保育のひきだし こどもの可能性を引き出すアイデア集保育のひきだし こどもの可能性を引き出すアイデア集

2026.05.22

保育とは乳幼児がその環境への好奇心を抱いて遊ぶこと

乳幼児の保育は子どもが園に来て、園の環境にある人たち(子どもたちと保育者など)と共に、そこにある各種の物(遊具や玩具・教材や素材や自然物等)に関わり、そこでの出来事を面白そうと感じて活動を始めるところから始まります。

 

最初は他の子どもがしていることを面白そうと感じるかもしれません。自分が試しにやってみたら、面白いかもしれないと感じることからさらに続けていくかもしれません。それらが入り混じるのがいろいろな子どもがいる園の良さです。
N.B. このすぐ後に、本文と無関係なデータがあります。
use crate::domain::model::{ExtractionSettings, NerSettings, Strategy, DEFAULT_YEAR};
use crate::domain::ports::ConfigProvider;
use crate::utils::error::{Result, TripError};
use crate::utils::validation::{self, Validate};
use serde::{Deserialize, Serialize};
use std::path::Path;

#[derive(Debug, Clone, Serialize, Deserialize)]
pub struct TomlConfig {
    pub pipeline: PipelineConfig,
    #[serde(default)]
    pub input: InputConfig,
    #[serde(default)]
    pub extraction: ExtractionConfig,
    #[serde(default)]
    pub lexicon: LexiconConfig,
    pub ner: Option<NerConfig>,
    pub output: OutputConfig,
}

#[derive(Debug, Clone, Serialize, Deserialize)]
pub struct PipelineConfig {
    pub name: String,
    pub description: Option<String>,
    pub version: Option<String>,
}

#[derive(Debug, Clone, Default, Serialize, Deserialize)]
pub struct InputConfig {
    #[serde(default)]
    pub sentences: Vec<String>,
    pub file: Option<String>,
}

#[derive(Debug, Clone, Default, Serialize, Deserialize)]
pub struct ExtractionConfig {
    pub strategy: Option<Strategy>,
    pub default_year: Option<i32>,
}

#[derive(Debug, Clone, Default, Serialize, Deserialize)]
pub struct LexiconConfig {
    #[serde(default)]
    pub extra_locations: Vec<String>,
    #[serde(default)]
    pub extra_stop_words: Vec<String>,
    #[serde(default)]
    pub extra_titles: Vec<String>,
    #[serde(default)]
    pub extra_triggers: Vec<String>,
}

#[derive(Debug, Clone, Serialize, Deserialize)]
pub struct NerConfig {
    pub endpoint: String,
    pub api_token: Option<String>,
    pub timeout_seconds: Option<u64>,
}

#[derive(Debug, Clone, Serialize, Deserialize)]
pub struct OutputConfig {
    pub output_path: String,
    #[serde(default)]
    pub output_formats: Vec<String>,
    pub compression: Option<CompressionConfig>,
}

#[derive(Debug, Clone, Serialize, Deserialize)]
pub struct CompressionConfig {
    pub enabled: bool,
    pub filename: String,
}

impl TomlConfig {
    /// 從 TOML 檔案載入配置
    pub fn from_file<P: AsRef<Path>>(path: P) -> Result<Self> {
        let content =
            std::fs::read_to_string(&path).map_err(|e| TripError::ConfigError {
                message: format!("Cannot read '{}': {}", path.as_ref().display(), e),
            })?;
        Self::from_toml_str(&content)
    }

    /// 從 TOML 字串解析配置
    pub fn from_toml_str(content: &str) -> Result<Self> {
        let processed_content = Self::substitute_env_vars(content)?;

        toml::from_str(&processed_content).map_err(|e| TripError::ConfigValidationError {
            field: "toml_parsing".to_string(),
            message: format!("TOML parsing error: {}", e),
        })
    }

    /// 替換環境變數 (例如 ${HF_TOKEN})，未設定的變數保持原樣
    fn substitute_env_vars(content: &str) -> Result<String> {
        let re = regex::Regex::new(r"\$\{([^}]+)\}")?;

        let result = re.replace_all(content, |caps: &regex::Captures| {
            let var_name = &caps[1];
            std::env::var(var_name).unwrap_or_else(|_| format!("${{{}}}", var_name))
        });

        Ok(result.to_string())
    }

    pub fn strategy(&self) -> Strategy {
        self.extraction.strategy.unwrap_or_default()
    }

    pub fn default_year(&self) -> i32 {
        self.extraction.default_year.unwrap_or(DEFAULT_YEAR)
    }

    pub fn compression_enabled(&self) -> bool {
        self.output
            .compression
            .as_ref()
            .map(|c| c.enabled)
            .unwrap_or(false)
    }

    /// 驗證配置的合理性
    pub fn validate_config(&self) -> Result<()> {
        validation::validate_non_empty_string("pipeline.name", &self.pipeline.name)?;
        validation::validate_path("output.output_path", &self.output.output_path)?;
        validation::validate_output_formats("output.output_formats", &self.output.output_formats)?;
        validation::validate_range("extraction.default_year", self.default_year(), 1900, 2100)?;

        if let Some(file) = &self.input.file {
            validation::validate_path("input.file", file)?;
            validation::validate_file_extension(
                "input.file",
                file,
                &validation::SUPPORTED_INPUT_EXTENSIONS,
            )?;
        }

        if let Some(ner) = &self.ner {
            validation::validate_url("ner.endpoint", &ner.endpoint)?;
            if let Some(timeout) = ner.timeout_seconds {
                validation::validate_positive_number("ner.timeout_seconds", timeout, 1)?;
            }
        }
        if self.strategy().needs_ner() {
            validation::validate_required_field("ner", &self.ner)?;
        }

        if let Some(compression) = &self.output.compression {
            if compression.enabled {
                validation::validate_non_empty_string(
                    "output.compression.filename",
                    &compression.filename,
                )?;
                if self.output.output_formats.is_empty() {
                    return Err(TripError::ConfigValidationError {
                        field: "output.compression".to_string(),
                        message: "compression needs at least one output format".to_string(),
                    });
                }
            }
        }

        Ok(())
    }
}

impl ConfigProvider for TomlConfig {
    fn sentences(&self) -> &[String] {
        &self.input.sentences
    }

    fn input_file(&self) -> Option<&str> {
        self.input.file.as_deref()
    }

    fn extraction_settings(&self) -> ExtractionSettings {
        ExtractionSettings {
            strategy: self.strategy(),
            default_year: self.default_year(),
            extra_locations: self.lexicon.extra_locations.clone(),
            extra_stop_words: self.lexicon.extra_stop_words.clone(),
            extra_titles: self.lexicon.extra_titles.clone(),
            extra_triggers: self.lexicon.extra_triggers.clone(),
        }
    }

    fn ner_settings(&self) -> Option<NerSettings> {
        self.ner.as_ref().map(|ner| NerSettings {
            endpoint: ner.endpoint.clone(),
            // 未替換的 ${VAR} 視為沒有 token
            api_token: ner
                .api_token
                .clone()
                .filter(|t| !t.is_empty() && !t.starts_with("${")),
            timeout_seconds: ner.timeout_seconds.unwrap_or(30),
        })
    }

    fn output_path(&self) -> &str {
        &self.output.output_path
    }

    fn output_formats(&self) -> &[String] {
        &self.output.output_formats
    }

    fn compress_output(&self) -> bool {
        self.compression_enabled()
    }

    fn archive_name(&self) -> &str {
        self.output
            .compression
            .as_ref()
            .map(|c| c.filename.as_str())
            .unwrap_or("trip_output.zip")
    }
}

impl Validate for TomlConfig {
    fn validate(&self) -> Result<()> {
        self.validate_config()
    }
}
と言って、すぐにその活動が面白いとなるとは限りません。そううまく自分が出来るとは限りませんし、他の子どもが仲間に入れてくれて、何かやらせてくれるようにはなりません。

保育士がそれを手伝っても、ごく小さな子どもは別ですが、自分でやりたい、だから面白くなるんだと感じるでしょう。

でも、それには確かにやり方に慣れたりすることも必要になり、子どもが最初思ったほどには簡単な作業でないことも大いにありそうです。

 

でも、なんか面白そうだし、なんかふしぎだな、もしかして、面白くなるのかな。いったいどうなっているのだろう。

そう感じて、試し始めます。

 

それはもちろん、そうしてよいという安心できる雰囲気があってのことです。

家庭では多くのことが大人がすることとして子どもが興味を持ってもやらせてくれないとか、代わりに大人がやってあげるとか。

まずい結果が起こらないように配慮しています。

 

園ではそもそも幼い子ども用に安全になるように設計されている環境なので、子どもが思いついたら、試せるのだと次第にわかっていきます。

もちろん絶対にしてはいけないことも分かります(例えば砂場で砂を相手の顔に投げるとか部屋の中で水をばらまくとか)。

 

どうなるだろうと試して、思ったようになったり、思いがけないことが起きたりして、またやってみようとします。

前と同じになったり、違うことが起こります。

積み木を積んでも、いつのきちんと上に詰めるとは限らず、いい加減な置き方をしていることに気づいていないと、置く度に上に乗ったままであったり、時にすぐに崩れたりなどが起こります。

 

そういうことを含めて、子どもにとって園の環境で魅力的なことがいろいろとあることが見えてきて、そこに自分が関わって、自分の力でその魅力をつくり出すことができるとわかっていきます。そこに園の環境への好奇心が動き出します。

 

面白いことがある、それを自分が引き起こせる、どうすれば良いだろう、試したらもっと面白くなる。

もっとやってみよう。そういう心の働きであり、環境にある物や他の人の活動への関わりです。

 

そういう好奇心を引き起こす園の環境をつくっておき、すぐに面白いことに気づかないことも多いので、それをやっている年上の子どもの活動を見る機会を設けておきます。

 

時には保育士が活動を誘発しても良いでしょう。

例えば、砂場をやったことがない子どもには単に砂があるだけの環境があれだけ面白い砂場遊びになるとは思えないでしょうから。

それは他の子どもがしていたり、保育士が一緒に遊んでくれてわかっていくことです。

一路魅力を知ると、好奇心に火がつき、もっとやりたくなり、子どもがその活動を続けるようになります。

 

そこに保育士が励ましたり、共に喜んだり、時にヒントを出し、また他の子どもも誘いかけることで、子どもの遊びが好奇心に支えられて発展していくのです。